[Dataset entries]

--*--

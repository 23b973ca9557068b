//! Task systems and drivers for weft.
//!
//! A [`TaskSystem`] is the root of a tree of [`TaskDriver`]s. Every node
//! owns its streams and ledgers; drivers also own a cancellation set whose
//! requests their [`CancellationPropagator`] fans out, once per pass, to the
//! system and to the driver's children. [`TaskSystem::run_pass`] schedules
//! one full pass: propagation, consolidation, ledger execution.
//!
//! # Key Types
//!
//! - [`TaskSystem`] — Root node; owns drivers, runs passes
//! - [`TaskDriver`] — Inner node with a weak back-reference to its system
//! - [`CancellationPropagator`] — Per-driver fan-out of cancellation requests
//! - [`ContextRegistry`] — Assigns driver contexts within one system

pub mod driver;
pub mod error;
pub mod propagator;
pub mod registry;
pub mod system;

pub use driver::TaskDriver;
pub use error::{DriverError, DriverResult};
pub use propagator::CancellationPropagator;
pub use registry::ContextRegistry;
pub use system::TaskSystem;
//! A small fully-connected neural network crate.
//!
//! `rust-fcnet` implements forward propagation, cost evaluation and
//! backpropagation for two feed-forward network forms, plus the gradient
//! descent drivers and gradient checking needed to train and verify them.
//!
//! # Network forms
//!
//! - **Separated form** ([`Params`]): every layer has a weight matrix `W_l` of
//!   shape `(n_l, n_{l-1})` and a bias column `b_l` of shape `(n_l, 1)`.
//!   Hidden layers use ReLU and the output layer uses the sigmoid, trained with
//!   binary cross-entropy. Examples are **columns**: `X` is `(n_0, m)`.
//! - **Folded-intercept form** ([`Theta`]): every layer is one matrix `Θ_l` of
//!   shape `(n_l, n_{l-1} + 1)` whose column 0 multiplies a constant-1 feature.
//!   Every layer uses the sigmoid, trained with one-vs-all cross-entropy and L2
//!   regularization that skips column 0. Examples are **rows**: `X` is `(m, n_0)`.
//!
//! Both forms are plain functions over owned parameters ([`l_model_forward`],
//! [`l_model_backward`], [`feed_forward`], [`back_propagation`]), and both are
//! wrapped behind the [`Classifier`] trait, which always takes one example
//! per row.
//!
//! # Panics vs `Result`
//!
//! Public operations validate shapes, labels and hyper-parameters and return
//! [`Result`]. Numeric saturation is not guarded: a sigmoid output of exactly
//! `0` or `1` makes the cost `inf` or `NaN`, and that value is returned as-is.
//!
//! # Quick start
//!
//! ```rust
//! use ndarray::{arr1, arr2};
//! use rust_fcnet::{Classifier, ClassifierBuilder, FitConfig, Topology};
//!
//! # fn main() -> rust_fcnet::Result<()> {
//! let x = arr2(&[[0.0, 0.1], [0.1, 0.0], [0.9, 1.0], [1.0, 0.9]]);
//! let labels = arr1(&[0, 0, 1, 1]);
//!
//! let topology = Topology::new(2, 4, 2, 1)?;
//! let mut net = ClassifierBuilder::one_vs_all(topology)?
//!     .lambda(0.01)?
//!     .build_with_seed(0)?;
//!
//! let report = net.fit(
//!     x.view(),
//!     labels.view(),
//!     &FitConfig {
//!         iterations: 200,
//!         learning_rate: 1.0,
//!         log_every: 50,
//!     },
//! )?;
//! assert!(report.final_cost < report.costs[0]);
//! let _predicted = net.predict(x.view())?;
//! # Ok(())
//! # }
//! ```
//!
//! # Driving a flat parameter vector
//!
//! The folded form can also be trained over its flattened parameters, which is
//! what gradient checking operates on:
//!
//! ```rust
//! use ndarray::{arr1, arr2};
//! use rand::SeedableRng;
//! use rand::rngs::StdRng;
//! use rust_fcnet::{Topology, gradient_descent, init_nn_weights, one_vs_all_grad};
//!
//! # fn main() -> rust_fcnet::Result<()> {
//! let x = arr2(&[[0.2, 0.4], [0.8, 0.6]]);
//! let labels = arr1(&[0, 1]);
//! let topology = Topology::new(2, 3, 2, 1)?;
//!
//! let theta0 = init_nn_weights(&topology, &mut StdRng::seed_from_u64(0))?.flatten();
//! let _theta = gradient_descent(theta0.view(), 0.5, 10, |t| {
//!     one_vs_all_grad(t, x.view(), labels.view(), 0.0, &topology)
//! })?;
//! # Ok(())
//! # }
//! ```

pub mod activation;
pub mod backward;
pub mod builder;
pub mod classifier;
pub mod cost;
pub mod data;
pub mod error;
pub mod forward;
pub mod gradcheck;
pub mod metrics;
pub mod params;
pub mod theta;
pub mod train;

pub use activation::{Activation, ActivationCache};
pub use backward::{
    Gradients, back_propagation, l_model_backward, linear_activation_backward, linear_backward,
    one_vs_all_grad, one_vs_all_gradients,
};
pub use builder::ClassifierBuilder;
pub use classifier::{Classifier, DeepClassifier, Network, OneVsAllClassifier};
pub use cost::{compute_cost, one_vs_all_cost, regularization_term};
pub use data::{feature_normalize, prepend_intercept};
pub use error::{Error, Result};
pub use forward::{
    LayerCache, LinearCache, feed_forward, l_model_forward, linear_activation_forward,
    linear_forward,
};
pub use gradcheck::{numerical_grad, relative_difference};
pub use params::{LayerParams, Params, init_params, init_params_with_rng};
pub use theta::{Theta, Topology, init_nn_weights, rand_init_weights, unravel_params};
pub use train::{FitConfig, FitReport, fit, gradient_descent};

--*--

THE TASK: All lines in the data above from the one with "within one system" through the one with "pub use system::TaskSystem;" must be repeated exactly, and no others.

RESULT FOR THIS TASK:
//! - [`ContextRegistry`] — Assigns driver contexts within one system

pub mod driver;
pub mod error;
pub mod propagator;
pub mod registry;
pub mod system;

pub use driver::TaskDriver;
pub use error::{DriverError, DriverResult};
pub use propagator::CancellationPropagator;
pub use registry::ContextRegistry;
pub use system::TaskSystem;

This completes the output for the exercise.